The public discourse on higher education seems to have lost its grip on reality. Daily news reports calling for a student loan bailout demand our sympathy for this highly educated group, and the proposed federal policies that are being floated around today mostly ignore their obvious economic and social advantages.
While the proposal to implement widespread cancellation of student debt is the most obvious example of this misplaced sympathy, there are plenty of others. A recent news article seemed to beg for the readers’ sympathy for a group of students in Massachusetts who were unable to receive their degrees or access transcripts because of overdue balances from unpaid tuition, room and board, and fees.
Higher education pricing can be opaque and frustrating, but if you were buying a house, you couldn’t get away with only ponying up 90% of the down payment.

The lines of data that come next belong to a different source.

use crate::analyze::{linear_trend, rolling_stats, standard_ratio_stats, RollingStats};
use crate::frame::float_values;
use crate::render::{
    build_chart, draw_area, draw_band, draw_dashed, draw_legend, draw_line, draw_mesh,
    draw_summary_table, padded_range, zip_points, Axes, Figure, Panel, RenderOptions, TableStyle,
    Typography, ORANGE,
};
use crate::report::{format_ops_axis, group_thousands, SummaryRow};
use crate::scenario::{
    Benchmark, CUMULATIVE_ERROR_RATE, CUMULATIVE_OPS, ELAPSED_SECS, ERROR_RATE, LATENCY_P50,
    LATENCY_P95, LATENCY_P99, WINDOW_THROUGHPUT,
};
use anyhow::Context;
use plotters::prelude::*;
use polars::frame::DataFrame;
use std::io::Write;
use std::ops::Range;
use std::path::Path;
use tables_stress_summary_model::{
    ErrorRateStats, LatencyProgression, LinearTrend, SustainedSummary,
};

const X_LABEL: &str = "Elapsed Time (minutes)";
const THROUGHPUT_LABEL: &str = "Throughput (ops/sec)";
const MAX_ROLLING_WINDOW: usize = 5;

/// Samples in the centered rolling window, never more than there are rows.
pub(crate) fn rolling_window(rows: usize) -> usize {
    rows.min(MAX_ROLLING_WINDOW)
}

fn last_value(values: &[f64], column: &str) -> anyhow::Result<f64> {
    values
        .last()
        .copied()
        .with_context(|| format!("No data points in column {column}"))
}

pub(crate) fn summarize_sustained(frame: &DataFrame) -> anyhow::Result<SustainedSummary> {
    let elapsed = float_values(frame, ELAPSED_SECS)?;
    let window_throughput =
        standard_ratio_stats(frame, WINDOW_THROUGHPUT).context("Window throughput stats")?;
    let p99 = standard_ratio_stats(frame, LATENCY_P99).context("P99 latency stats")?;
    let p99_values = float_values(frame, LATENCY_P99)?;
    let error_rate = standard_ratio_stats(frame, ERROR_RATE).context("Error rate stats")?;

    let final_elapsed_secs = last_value(&elapsed, ELAPSED_SECS)?;
    let total_ops = last_value(&float_values(frame, CUMULATIVE_OPS)?, CUMULATIVE_OPS)?;
    let avg_throughput = if final_elapsed_secs > 0.0 {
        total_ops / final_elapsed_secs
    } else {
        0.0
    };

    Ok(SustainedSummary {
        data_points: frame.height(),
        max_elapsed_secs: elapsed.iter().copied().fold(f64::NAN, f64::max),
        final_elapsed_secs,
        total_ops,
        avg_throughput,
        throughput_cv: window_throughput.coefficient_of_variation(),
        window_throughput,
        throughput_trend: linear_trend(&elapsed, &float_values(frame, WINDOW_THROUGHPUT)?),
        latency_p99: LatencyProgression {
            first: p99_values.first().copied().unwrap_or(f64::NAN),
            last: last_value(&p99_values, LATENCY_P99)?,
            mean: p99.mean,
            max: p99.max,
        },
        latency_p99_trend: linear_trend(&elapsed, &p99_values),
        error_rate: ErrorRateStats {
            mean_pct: error_rate.mean * 100.0,
            max_pct: error_rate.max * 100.0,
            final_cumulative_pct: last_value(
                &float_values(frame, CUMULATIVE_ERROR_RATE)?,
                CUMULATIVE_ERROR_RATE,
            )? * 100.0,
        },
    })
}

pub(crate) fn write_sustained_load_report<W: Write>(
    out: &mut W,
    source: &Path,
    summary: &SustainedSummary,
) -> std::io::Result<()> {
    writeln!(
        out,
        "Loaded {} data points from {}",
        summary.data_points,
        source.display()
    )?;
    writeln!(
        out,
        "Test duration: {:.0} seconds ({:.1} minutes)",
        summary.max_elapsed_secs,
        summary.max_elapsed_secs / 60.0
    )
}

pub(crate) fn write_sustained_report<W: Write>(
    out: &mut W,
    summary: &SustainedSummary,
) -> std::io::Result<()> {
    let throughput = &summary.window_throughput;
    writeln!(out, "\nThroughput Stability Analysis:")?;
    writeln!(out, "  Mean throughput: {:.2} ops/sec", throughput.mean)?;
    writeln!(out, "  Std deviation: {:.2} ops/sec", throughput.std)?;
    writeln!(out, "  Coefficient of variation: {:.1}%", summary.throughput_cv)?;
    writeln!(
        out,
        "  Trend slope: {:.4} ops/sec per minute",
        summary.throughput_trend.slope_per_minute()
    )?;
    writeln!(out, "  R-squared: {:.4}", summary.throughput_trend.r_squared)?;

    let p99 = &summary.latency_p99;
    writeln!(out, "\nLatency Trend Analysis:")?;
    writeln!(out, "  Initial P99: {:.0}ms", p99.first)?;
    writeln!(out, "  Final P99: {:.0}ms", p99.last)?;
    writeln!(out, "  Mean P99: {:.0}ms", p99.mean)?;
    writeln!(out, "  Max P99: {:.0}ms", p99.max)?;
    writeln!(
        out,
        "  Trend slope: {:.2} ms/minute",
        summary.latency_p99_trend.slope_per_minute()
    )?;

    let errors = &summary.error_rate;
    writeln!(out, "\nError Rate Analysis:")?;
    writeln!(out, "  Mean error rate: {:.2}%", errors.mean_pct)?;
    writeln!(out, "  Max error rate: {:.2}%", errors.max_pct)?;
    writeln!(out, "  Final cumulative: {:.2}%", errors.final_cumulative_pct)
}

pub(crate) fn sustained_rows(summary: &SustainedSummary) -> Vec<SummaryRow> {
    vec![
        SummaryRow::new(
            "Test Duration",
            format!("{:.1} minutes", summary.final_elapsed_secs / 60.0),
        ),
        SummaryRow::new("Total Operations", group_thousands(summary.total_ops)),
        SummaryRow::new(
            "Avg Throughput",
            format!("{:.1} ops/sec", summary.avg_throughput),
        ),
        SummaryRow::new("Throughput CV", format!("{:.1}%", summary.throughput_cv)),
        SummaryRow::new(
            "Mean P99 Latency",
            format!("{:.0} ms", summary.latency_p99.mean),
        ),
        SummaryRow::new(
            "Max P99 Latency",
            format!("{:.0} ms", summary.latency_p99.max),
        ),
        SummaryRow::new(
            "Final Error Rate",
            format!("{:.2}%", summary.error_rate.final_cumulative_pct),
        ),
    ]
}

/// Render the six panel sustained load dashboard to `path`.
///
/// Time is shown in minutes while trends are fitted per second, so the trend line is evaluated at
/// the elapsed seconds of the first and last sample and plotted at the matching minute.
pub(crate) fn render_sustained(
    frame: &DataFrame,
    summary: &SustainedSummary,
    path: &Path,
    options: &RenderOptions,
) -> anyhow::Result<()> {
    let typography = &options.typography;
    let figure = Figure::new(path, &Benchmark::Sustained.layout(), options)?;

    let elapsed = float_values(frame, ELAPSED_SECS)?;
    let minutes = elapsed.iter().map(|secs| secs / 60.0).collect::<Vec<_>>();
    let x_range = padded_range(minutes.iter().copied());
    let throughput = float_values(frame, WINDOW_THROUGHPUT)?;

    draw_throughput_trend(
        figure.panel(0)?,
        typography,
        x_range.clone(),
        &zip_points(&minutes, &throughput),
        &elapsed,
        &summary.throughput_trend,
    )
    .context("Throughput panel")?;

    draw_latency(
        figure.panel(1)?,
        typography,
        x_range.clone(),
        &minutes,
        [
            float_values(frame, LATENCY_P50)?,
            float_values(frame, LATENCY_P95)?,
            float_values(frame, LATENCY_P99)?,
        ],
    )
    .context("Latency panel")?;

    let error_pct = float_values(frame, ERROR_RATE)?
        .into_iter()
        .map(|rate| rate * 100.0)
        .collect::<Vec<_>>();
    draw_filled(
        figure.panel(2)?,
        typography,
        &Axes {
            title: "Error Rate Over Time",
            x_label: X_LABEL,
            y_label: "Error Rate (%)",
        },
        x_range.clone(),
        &zip_points(&minutes, &error_pct),
        (RED, 0.3, 1.5),
        None,
    )
    .context("Error rate panel")?;

    draw_filled(
        figure.panel(3)?,
        typography,
        &Axes {
            title: "Total Operations Over Time",
            x_label: X_LABEL,
            y_label: "Cumulative Operations",
        },
        x_range.clone(),
        &zip_points(&minutes, &float_values(frame, CUMULATIVE_OPS)?),
        (BLUE, 0.2, 2.0),
        Some(&|value: &f64| format_ops_axis(*value)),
    )
    .context("Cumulative operations panel")?;

    let rolling = rolling_stats(frame, WINDOW_THROUGHPUT, rolling_window(frame.height()))
        .context("Rolling throughput")?;
    draw_rolling(
        figure.panel(4)?,
        typography,
        x_range,
        &minutes,
        &throughput,
        &rolling,
    )
    .context("Rolling throughput panel")?;

    draw_summary_table(
        figure.panel(5)?,
        typography,
        TableStyle {
            font_pt: 10.0,
            row_scale: 2.0,
        },
        &sustained_rows(summary),
    )
    .context("Summary table")?;

    figure.finish()
}

fn draw_throughput_trend(
    panel: &Panel<'_>,
    typography: &Typography,
    x_range: Range<f64>,
    throughput: &[(f64, f64)],
    elapsed: &[f64],
    trend: &LinearTrend,
) -> anyhow::Result<()> {
    let axes = Axes {
        title: "Throughput Over Time",
        x_label: X_LABEL,
        y_label: THROUGHPUT_LABEL,
    };

    let finite = elapsed.iter().copied().filter(|secs| secs.is_finite());
    let first = finite.clone().fold(f64::INFINITY, f64::min);
    let last = finite.fold(f64::NEG_INFINITY, f64::max);
    let trend_line = [
        (first / 60.0, trend.predict(first)),
        (last / 60.0, trend.predict(last)),
    ];

    let y_range = padded_range(
        throughput
            .iter()
            .chain(trend_line.iter())
            .map(|(_, y)| *y),
    );

    let mut chart = build_chart(panel, typography, &axes, x_range, y_range)?;
    draw_mesh(&mut chart, typography, &axes, None)?;
    draw_line(
        &mut chart,
        typography,
        throughput,
        typography.line(&BLUE.mix(0.7), 1.0),
        Some("Window throughput"),
    )?;
    if first <= last {
        draw_dashed(
            &mut chart,
            typography,
            trend_line[0],
            trend_line[1],
            typography.line(&RED, 2.0),
            Some(&format!("Trend ({:.2} ops/min)", trend.slope_per_minute())),
        )?;
    }

    draw_legend(&mut chart, typography, SeriesLabelPosition::LowerRight)
}

fn draw_latency(
    panel: &Panel<'_>,
    typography: &Typography,
    x_range: Range<f64>,
    minutes: &[f64],
    [p50, p95, p99]: [Vec<f64>; 3],
) -> anyhow::Result<()> {
    let axes = Axes {
        title: "Latency Percentiles Over Time",
        x_label: X_LABEL,
        y_label: "Latency (ms)",
    };
    let y_range = padded_range(p50.iter().chain(&p95).chain(&p99).copied());

    let mut chart = build_chart(panel, typography, &axes, x_range, y_range)?;
    draw_mesh(&mut chart, typography, &axes, None)?;

    let to_option = |values: &[f64]| values.iter().map(|v| Some(*v)).collect::<Vec<_>>();
    draw_band(
        &mut chart,
        typography,
        minutes,
        &to_option(p50.as_slice()),
        &to_option(p99.as_slice()),
        RED.mix(0.3),
        Some("P50-P99 range"),
    )?;

    for (values, label, color) in [(&p50, "P50", GREEN), (&p95, "P95", ORANGE), (&p99, "P99", RED)]
    {
        draw_line(
            &mut chart,
            typography,
            &zip_points(minutes, values),
            typography.line(&color, 1.5),
            Some(label),
        )?;
    }

    draw_legend(&mut chart, typography, SeriesLabelPosition::UpperLeft)
}

/// A series filled down to zero, with `(color, fill opacity, line width)`.
fn draw_filled(
    panel: &Panel<'_>,
    typography: &Typography,
    axes: &Axes<'_>,
    x_range: Range<f64>,
    points: &[(f64, f64)],
    (color, opacity, width): (RGBColor, f64, f64),
    y_formatter: Option<&dyn Fn(&f64) -> String>,
) -> anyhow::Result<()> {
    let y_range = padded_range(
        points
            .iter()
            .map(|(_, y)| *y)
            .chain(std::iter::once(0.0)),
    );

    let mut chart = build_chart(panel, typography, axes, x_range, y_range)?;
    draw_mesh(&mut chart, typography, axes, y_formatter)?;
    draw_area(
        &mut chart,
        points,
        color.mix(opacity),
        typography.line(&color, width),
    )
}

fn draw_rolling(
    panel: &Panel<'_>,
    typography: &Typography,
    x_range: Range<f64>,
    minutes: &[f64],
    throughput: &[f64],
    rolling: &RollingStats,
) -> anyhow::Result<()> {
    let axes = Axes {
        title: "Smoothed Throughput with Confidence Band",
        x_label: X_LABEL,
        y_label: THROUGHPUT_LABEL,
    };

    let bounds = rolling
        .mean
        .iter()
        .zip(&rolling.std)
        .map(|(mean, std)| match (mean, std) {
            (Some(mean), Some(std)) => (Some(mean - std), Some(mean + std)),
            _ => (None, None),
        })
        .collect::<Vec<_>>();
    let lower = bounds.iter().map(|(lower, _)| *lower).collect::<Vec<_>>();
    let upper = bounds.iter().map(|(_, upper)| *upper).collect::<Vec<_>>();
    let mean = rolling
        .mean
        .iter()
        .map(|v| v.unwrap_or(f64::NAN))
        .collect::<Vec<_>>();

    let y_range = padded_range(
        throughput
            .iter()
            .copied()
            .chain(lower.iter().chain(&upper).flatten().copied()),
    );

    let mut chart = build_chart(panel, typography, &axes, x_range, y_range)?;
    draw_mesh(&mut chart, typography, &axes, None)?;
    draw_line(
        &mut chart,
        typography,
        &zip_points(minutes, throughput),
        typography.line(&BLUE.mix(0.3), 1.0),
        Some("Raw"),
    )?;
    draw_line(
        &mut chart,
        typography,
        &zip_points(minutes, &mean),
        typography.line(&BLUE, 2.0),
        Some(&format!("Rolling avg ({} samples)", rolling.window)),
    )?;
    draw_band(
        &mut chart,
        typography,
        minutes,
        &lower,
        &upper,
        BLUE.mix(0.2),
        Some("+/- 1 std dev"),
    )?;

    draw_legend(&mut chart, typography, SeriesLabelPosition::LowerRight)
}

A car dealership would never let you drive off the lot without paying all dealership fees.
If you’ve managed to get yourself all the way to the cusp of college graduation, this notion isn’t beyond your grasp.
Students are discovering that you have to pay your bill before you can get your degree. Sure, there are issues with surprise billing and transparency of the financial aid process that should garner some indignation, but it is hard to conjure sympathy for the financial woes of a group of young people on the cusp on gaining access to earnings and employment opportunities that will put them among the most privileged in the world. Only a third (36%) of U.S. workers have the luxury of a bachelor’s degree, and in the global population the share is even smaller.
Our system of higher education has been designed to allow universal access to opportunity (through nearly limitless subsidized borrowing). It is not designed to deliver degrees on a silver platter, and students are not guaranteed a payoff. They need to do their part to make it work.